# Need advice.



## froghair (Apr 1, 2014)

Since I've never intentionally fished for carp I'm wondering what works best around here. I've watched dozens of YouTube videos from all over the world and it seems that there are as many techniques as there are fishermen. I was at rocky river this AM and tried a boilie with uncle josh carp bait with no success. I did away with the boilie and switched to attaching the bait on the hook. In both cases a #6 hook was used on as slip rig. I'm using a 7' ugly stik and Abu Garcia 5600 with the drag set just enough to prevent the whole thing from trailing into Lake Erie. Obviously no one catches fish every time out. Just wondering what I might do differently.


----------



## TimJC (Apr 6, 2004)

The best way to learn some of the techniques you have seen online, is in person. A lot of the terms and techniques used for targeting carp originated in the UK. Despite speaking the same language, a lot of the ideas don't translate clearly.

It just so happens that the Carp Angler's Group is having a social fish-in at East Harbor this weekend. There will be several catch and release carp anglers there throughout the weekend. Buckeye Bob Bernowski, Ohio's CAG chair, will arrive tomorrow afternoon and stay until midday Sunday, unless wind conditions drain the harbor. He is a great ambassador to carp angling and is always willing to share his knowledge.

I see you are in Lakewood, which appears to be a little more than an hour drive to East Harbor. If you have the time and the means, I highly recommend stopping by to check it out. More information on the event can be found on the Carp Angler's Group forum at the link below.

http://www.carpanglersgroup.com/for...-in;-11-13-april-2014;-east-harbor-lake-erie/


----------



## GMR_Guy (Apr 10, 2004)

TimJC said:


> The best way to learn some of the techniques you have seen online, is in person. A lot of the terms and techniques used for targeting carp originated in the UK. Despite speaking the same language, a lot of the ideas don't translate clearly.
> 
> It just so happens that the Carp Angler's Group is having a social fish-in at East Harbor this weekend. There will be several catch and release carp anglers there throughout the weekend. Buckeye Bob Bernowski, Ohio's CAG chair, will arrive tomorrow afternoon and stay until midday Sunday, unless wind conditions drain the harbor. He is a great ambassador to carp angling and is always willing to share his knowledge.
> 
> ...


Take Tim's advice. There will a decent amount of experienced carp anglers there that will glad to help you. It will be worth the drive.


----------



## BottomBouncer (Jan 20, 2005)

The simplest way to get fish on the bank: Canned sweetcorn.

Pick a spot you plan to try, dump in several cans for a few days leading up the day you want to fish. Try to pick a spot that is less likely to have someone in it when you show up to fish. Or bait multiple spots.

The way I did it in the beginning was a #6 baitholder hook. Thread the corn on the hook.
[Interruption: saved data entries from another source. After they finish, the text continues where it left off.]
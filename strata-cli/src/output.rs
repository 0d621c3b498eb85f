//! JSON rendering of layer descriptions and query results.

use std::io::Write;

use base64::Engine as _;
use base64::engine::general_purpose::STANDARD;
use log::warn;
use serde::Serialize;
use serde_json::{Map, Number, Value as Json};
use strata_core::{Datasource, Feature, Featureset, LayerDescriptor, Value};
use strata_postgis::PostgisDatasource;

use crate::CliError;

#[derive(Debug, Serialize)]
struct Description<'a> {
    datasource: &'static str,
    kind: String,
    layer: &'a LayerDescriptor,
    geometry_field: Option<&'a str>,
    envelope: Option<[f64; 4]>,
    diagnostics: Vec<DiagnosticOutput<'a>>,
}

#[derive(Debug, Serialize)]
struct DiagnosticOutput<'a> {
    field: &'a str,
    issue: &'a str,
}

#[derive(Debug, Serialize)]
pub(crate) struct FeatureOutput {
    pub(crate) id: i64,
    /// Base64 of the WKB geometry.
    pub(crate) geometry: String,
    pub(crate) properties: Map<String, Json>,
}

#[derive(Debug, Serialize)]
struct FeatureCollection {
    features: Vec<FeatureOutput>,
    degraded: Option<String>,
}

/// Print the layer's schema, extent and introspection diagnostics.
pub(crate) fn write_description(writer: &mut dyn Write, layer: &PostgisDatasource) -> Result<(), CliError> {
    let description = Description {
        datasource: layer.name(),
        kind: layer.kind().to_string(),
        layer: layer.descriptor(),
        geometry_field: layer.geometry_field(),
        envelope: layer
            .envelope()
            .map(|extent| [extent.min().x, extent.min().y, extent.max().x, extent.max().y]),
        diagnostics: layer
            .diagnostics()
            .iter()
            .map(|diagnostic| DiagnosticOutput {
                field: &diagnostic.field,
                issue: &diagnostic.issue,
            })
            .collect(),
    };
    write_json(writer, &description)
}

/// Drain up to `limit` features and print them with any degradation cause.
pub(crate) fn write_features(
    writer: &mut dyn Write,
    featureset: Featureset,
    limit: Option<usize>,
) -> Result<(), CliError> {
    let degraded = featureset.degradation().map(ToString::to_string);
    if let Some(reason) = &degraded {
        warn!("strata: query returned no features: {reason}");
    }
    let features = featureset
        .take(limit.unwrap_or(usize::MAX))
        .map(|feature| feature_output(&feature))
        .collect();
    write_json(writer, &FeatureCollection { features, degraded })
}

pub(crate) fn feature_output(feature: &Feature) -> FeatureOutput {
    FeatureOutput {
        id: feature.id,
        geometry: STANDARD.encode(&feature.geometry),
        properties: feature
            .attributes
            .iter()
            .map(|(name, value)| (name.clone(), value_json(value)))
            .collect(),
    }
}

/// Attribute value as JSON. Bytes are base64 and non-finite doubles `null`.
pub(crate) fn value_json(value: &Value) -> Json {
    match value {
        Value::Null => Json::Null,
        Value::Integer(number) => Json::from(*number),
        Value::Double(number) => Number::from_f64(*number).map_or(Json::Null, Json::Number),
        Value::String(text) => Json::String(text.clone()),
        Value::Bytes(bytes) => Json::String(STANDARD.encode(bytes)),
    }
}

fn write_json(writer: &mut dyn Write, payload: &impl Serialize) -> Result<(), CliError> {
    let text = serde_json::to_string_pretty(payload).map_err(CliError::SerialiseOutput)?;
    writeln!(writer, "{text}").map_err(CliError::WriteOutput)
}
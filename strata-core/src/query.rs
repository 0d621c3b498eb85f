//! Rectangular feature queries.

use std::collections::BTreeSet;

use geo::Rect;
use thiserror::Error;

/// Errors returned by [`Query::new`].
#[derive(Debug, Clone, Copy, PartialEq, Error)]
pub enum QueryError {
    /// A bounding box coordinate was NaN or infinite.
    #[error("bounding box coordinates must be finite (got {minx}, {miny}, {maxx}, {maxy})")]
    NonFiniteBounds {
        /// Minimum x.
        minx: f64,
        /// Minimum y.
        miny: f64,
        /// Maximum x.
        maxx: f64,
        /// Maximum y.
        maxy: f64,
    },
}

/// A request for the features intersecting a bounding box.
///
/// The box must be expressed in the datasource's spatial reference; no
/// reprojection happens here. Property names are kept ordered so that the
/// generated projection is deterministic.
///
/// # Examples
///
/// ```
/// use geo::{Coord, Rect};
/// use strata_core::Query;
///
/// # fn main() -> Result<(), strata_core::QueryError> {
/// let bbox = Rect::new(Coord { x: 0.0, y: 0.0 }, Coord { x: 10.0, y: 10.0 });
/// let query = Query::new(bbox)?.with_properties(["pop", "name"]);
/// let names: Vec<_> = query.property_names().iter().map(String::as_str).collect();
/// assert_eq!(names, vec!["name", "pop"]);
/// # Ok(())
/// # }
/// ```
#[derive(Debug, Clone, PartialEq)]
pub struct Query {
    bbox: Rect<f64>,
    property_names: BTreeSet<String>,
}

impl Query {
    /// Validate the bounding box and create a query with no properties.
    ///
    /// # Errors
    ///
    /// Returns [`QueryError::NonFiniteBounds`] if any coordinate is NaN or
    /// infinite.
    pub fn new(bbox: Rect<f64>) -> Result<Self, QueryError> {
        let (min, max) = (bbox.min(), bbox.max());
        if [min.x, min.y, max.x, max.y].iter().any(|c| !c.is_finite()) {
            return Err(QueryError::NonFiniteBounds {
                minx: min.x,
                miny: min.y,
                maxx: max.x,
                maxy: max.y,
            });
        }
        Ok(Self {
            bbox,
            property_names: BTreeSet::new(),
        })
    }

    /// Request one more property.
    #[must_use]
    pub fn with_property(mut self, name: impl Into<String>) -> Self {
        self.property_names.insert(name.into());
        self
    }

    /// Request several properties.
    #[must_use]
    pub fn with_properties<I, S>(mut self, names: I) -> Self
    where
        I: IntoIterator<Item = S>,
        S: Into<String>,
    {
        self.property_names.extend(names.into_iter().map(Into::into));
        self
    }

    /// Bounding box, normalised so that `min <= max` on both axes.
    #[must_use]
    pub const fn bbox(&self) -> &Rect<f64> {
        &self.bbox
    }

    /// Requested property names in ascending order.
    #[must_use]
    pub const fn property_names(&self) -> &BTreeSet<String> {
        &self.property_names
    }
}

#[cfg(test)]
mod tests {
    use super::*;
    use geo::Coord;
    use rstest::rstest;

    #[rstest]
    #[case(f64::NAN, 0.0)]
    #[case(0.0, f64::INFINITY)]
    #[case(f64::NEG_INFINITY, 1.0)]
    fn rejects_non_finite_bounds(#[case] x: f64, #[case] y: f64) {
        let bbox = Rect::new(Coord { x, y }, Coord { x: 1.0, y: 1.0 });
        assert!(matches!(
            Query::new(bbox),
            Err(QueryError::NonFiniteBounds { .. })
        ));
    }

    #[rstest]
    fn normalises_corners() {
        let bbox = Rect::new(Coord { x: 10.0, y: 10.0 }, Coord { x: 0.0, y: 0.0 });
        let query = Query::new(bbox).expect("finite bbox");
        assert_eq!(query.bbox().min(), Coord { x: 0.0, y: 0.0 });
        assert_eq!(query.bbox().max(), Coord { x: 10.0, y: 10.0 });
    }

    #[rstest]
    fn duplicate_properties_collapse() {
        let bbox = Rect::new(Coord { x: 0.0, y: 0.0 }, Coord { x: 1.0, y: 1.0 });
        let query = Query::new(bbox)
            .expect("finite bbox")
            .with_property("name")
            .with_properties(["name", "pop"]);
        assert_eq!(query.property_names().len(), 2);
    }
}
//! Core domain types for the Strata feature connector.
//!
//! These models describe what a vector datasource exposes to a renderer: a
//! layer descriptor, an advisory extent, and lazily produced features for a
//! rectangular query. Constructors return `Result` where input can be
//! invalid so that bad configuration surfaces early.

#![forbid(unsafe_code)]

mod attribute;
mod datasource;
mod feature;
mod parameters;
mod query;
mod value;

#[cfg(any(test, feature = "test-support"))]
pub mod test_support;

pub use attribute::{AttributeDescriptor, AttributeType, LayerDescriptor};
pub use datasource::{Datasource, DatasourceKind};
pub use feature::{Degradation, Feature, Featureset};
pub use parameters::{ParameterError, Parameters};
pub use query::{Query, QueryError};
pub use value::Value;
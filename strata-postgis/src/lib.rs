//! PostGIS vector datasource.
//!
//! [`PostgisDatasource`] turns flat parameters into a layer: it registers a
//! connection pool for the server, introspects the table once (geometry
//! column, SRID, estimated extent, attribute schema), and answers
//! rectangular queries with a lazy [`PostgisFeatureset`] streamed from a
//! server-side cursor.
//!
//! The database is reached through the `strata-pool` backend traits, so the
//! same datasource runs against the bundled `postgres` driver (feature
//! `backend-postgres`) or any other [`ConnectionCreator`].
//!
//! [`ConnectionCreator`]: strata_pool::ConnectionCreator

#![forbid(unsafe_code)]

mod backend;
mod datasource;
mod diagnostics;
mod error;
mod featureset;
mod introspect;
mod settings;
mod sql;
mod types;

#[cfg(feature = "backend-postgres")]
pub use backend::PgConnectionCreator;
pub use datasource::{NAME, PostgisDatasource};
pub use diagnostics::{Diagnostic, Diagnostics};
pub use error::DatasourceError;
pub use featureset::PostgisFeatureset;
pub use settings::{DEFAULT_CURSOR_SIZE, DEFAULT_INITIAL_SIZE, DEFAULT_MAX_SIZE, PostgisSettings};
pub use sql::{FeatureSql, quote_identifier, quote_literal, table_from_sql};
pub use types::{ColumnMapping, DEFAULT_GEOMETRY_OID, attribute_type, map_column, oid};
Toss in a handful of corn to the area you are going to cast. Cast out and toss in the corn. Remember, if there's current, toss the corn in a little up stream so as it drifts down stream it falls to the area where your hook is laying.

As far as the rest of the rig, I started out just using a few small split shot. A swivel and appropriate size egg sinker would be fine too.

Don't worry about boilies and all that stuff for a while. You'll put more fish on the bank sooner with corn. It costs less too.

If you really want to go basic/old school get a box of wheaties and some vanilla. Crush wheaties, add a little vanilla and make a dough ball. Many big carp taken with this method by a lot of people.

Just keep it simple. I had all that carp stuff and going fishing turned into too much of a job. Some guys enjoy that sort of thing. To some guys it's a **** measuring contest. None of it is necessary.


----------



## GMR_Guy (Apr 10, 2004)

BottomBouncer said:


> The simplest way to get fish on the bank: Canned sweetcorn.
> 
> Pick a spot you plan to try, dump in several cans for a few days leading up the day you want to fish. Try to pick a spot that is less likely to have someone in it when you show up to fish. Or bait multiple spots.
> 
> ...


As a dedicated carper with a lot of fancy euro equipment, I agree with BottomBouncer's advice. Sweet corn is very hard to beat. Just as a person does not need a $20,000 bass boat to catch a bass, you don't need to spend thousands of dollars to catch a carp.


----------